Por entonces, la sola y pacífica tramitación para revocar el mandato presidencial, llenó las principales avenidas de tanques y tanquetas militares destinadas a amedrentar a la ciudadanía más tarde habituada a las convulsiones del orden público hasta llegar a las trágicas experiencias de 2014 y 2017.  De acá en adelante, los blindados tendieron a desaparecer del paisaje urbano, aunque uno de ellos tropezó con las puertas de la Universidad Metropolitana,  alrededor de dos años y tanto atrás, en un raro ejercicio.

Muy probablemente, no ha hecho falta la exhibición y empleo de los cañones,  y no por falta de ganas,  gracias a una labor de persecución y represión selectiva y silenciosa de los organismos formales  del Estado y de los presuntamente informales colectivos armados que dan cuenta de una implícita demostración artillera, cuando a duras penas pueden congregarse un número mínimo y significativo de personas dispuestas a la más legítima protesta. Cualquier alboroto que no sea del partido de gobierno que ya opta por instalar una costosa tarima de grandes equipos de sonido para un par de cantantes sin audiencia,  actúan  rápidamente los formales e informales, entre la prudencia y la morbidez,  por lo que –desde ya– los eventos de las primarias de la oposición,  se ofrecen como un desafío para el sabotaje quirúrgico para unos burdos operadores.

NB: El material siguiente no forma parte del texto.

//! Driver for the sell-my-car questionnaire.
//!
//! The pure transition function decides what happens; this module supplies
//! the side effects around it: loading and persisting the per-chat session,
//! inserting the finished lead, messaging the customer, and pinging staff.
//! The lead is written before the session is cleared, so a storage failure
//! leaves the questionnaire waiting at the phone step for another attempt.

use std::collections::HashMap;
use std::sync::Arc;

use thiserror::Error;
use tokio::sync::Mutex;
use tracing::{info, warn};

use automarket_core::domain::user::ChatId;
use automarket_core::flows::{transition, SellEffect, SellEvent, SellSession};
use automarket_core::i18n::{text, Lang, MessageKey};
use automarket_db::repositories::{LeadStore, RepositoryError, SessionStore};

use crate::api::{ApiError, TelegramApi};
use crate::keyboards::kb_main;
use crate::notify::AdminNotifier;

#[derive(Debug, Error)]
pub enum ConversationError {
    #[error(transparent)]
    Storage(#[from] RepositoryError),
    #[error(transparent)]
    Api(#[from] ApiError),
}

pub struct SellConversation {
    sessions: Arc<dyn SessionStore>,
    leads: Arc<dyn LeadStore>,
    api: Arc<dyn TelegramApi>,
    notifier: Arc<AdminNotifier>,
    site_url: String,
    // One lock per chat keeps a user's updates strictly ordered even when
    // Telegram delivers them concurrently.
    locks: Mutex<HashMap<i64, Arc<Mutex<()>>>>,
}

impl SellConversation {
    pub fn new(
        sessions: Arc<dyn SessionStore>,
        leads: Arc<dyn LeadStore>,
        api: Arc<dyn TelegramApi>,
        notifier: Arc<AdminNotifier>,
        site_url: String,
    ) -> Self {
        Self { sessions, leads, api, notifier, site_url, locks: Mutex::new(HashMap::new()) }
    }

    pub async fn handle(
        &self,
        chat_id: ChatId,
        lang: Lang,
        event: SellEvent,
    ) -> Result<(), ConversationError> {
        let lock = self.chat_lock(chat_id).await;
        let _guard = lock.lock().await;

        let mut session =
            self.sessions.get(chat_id).await?.unwrap_or_else(|| SellSession::idle(lang));
        // The language picker may have been used mid-questionnaire.
        session.lang = lang;

        let (next, effects) = transition(session, event);

        let completed = effects.iter().find_map(|effect| match effect {
            SellEffect::CompleteLead(draft) => Some(draft.clone()),
            SellEffect::Say(_) => None,
        });

        if let Some(draft) = completed {
            match self.leads.insert(&draft).await {
                Ok(lead_id) => {
                    self.sessions.put(chat_id, &next).await?;
                    info!(chat_id = chat_id.0, lead_id = lead_id.0, "sell lead captured");
                    self.notifier.lead_captured(&draft).await;
                }
                Err(error) => {
                    warn!(chat_id = chat_id.0, error = %error, "failed to store sell lead");
                    self.api
                        .send_message(chat_id, text(lang, MessageKey::SellSaveFailed), None)
                        .await?;
                    return Ok(());
                }
            }
        } else {
            self.sessions.put(chat_id, &next).await?;
        }

        for effect in &effects {
            if let SellEffect::Say(key) = effect {
                let keyboard = (*key == MessageKey::MenuTitle)
                    .then(|| kb_main(lang, &self.site_url));
                self.api.send_message(chat_id, text(lang, *key), keyboard).await?;
            }
        }

        Ok(())
    }

    /// Drops any in-flight questionnaire without messaging the user. The
    /// caller renders whatever screen replaces it.
    pub async fn reset(&self, chat_id: ChatId, lang: Lang) -> Result<(), ConversationError> {
        let lock = self.chat_lock(chat_id).await;
        let _guard = lock.lock().await;

        self.sessions.put(chat_id, &SellSession::idle(lang)).await?;
        Ok(())
    }

    async fn chat_lock(&self, chat_id: ChatId) -> Arc<Mutex<()>> {
        let mut locks = self.locks.lock().await;
        locks.entry(chat_id.0).or_insert_with(|| Arc::new(Mutex::new(()))).clone()
    }
}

La principal custodia y vigilancia de los espacios públicos depende de la Guardia Nacional firme empuñadora de sus armas de guerra y, entendiendo que hay diferencias entre el  tiro militar  y el policial, el abuso se ha hecho hábito. Se dirá que los delincuentes cuentan con granadas y otras armas sofisticadas, pero –monopolizándolas constitucionalmente– es algo que directamente atañe a la Fuerza Armada Nacional que debe responder por ellas ante el país, que no a la civilidad, deslindando bien los campos.

Ya no es posible banalizar la violencia y creer que se la conjura, desde la más resignada conformidad. Pretendiéndola desterrada, todavía no están resueltas sus causas: un cañonazo psicológico, puede ser tanto o más efectivo que el literal, o físico, incluso, en las localidades más lejanas que ostentan la descarada jefatura de capos.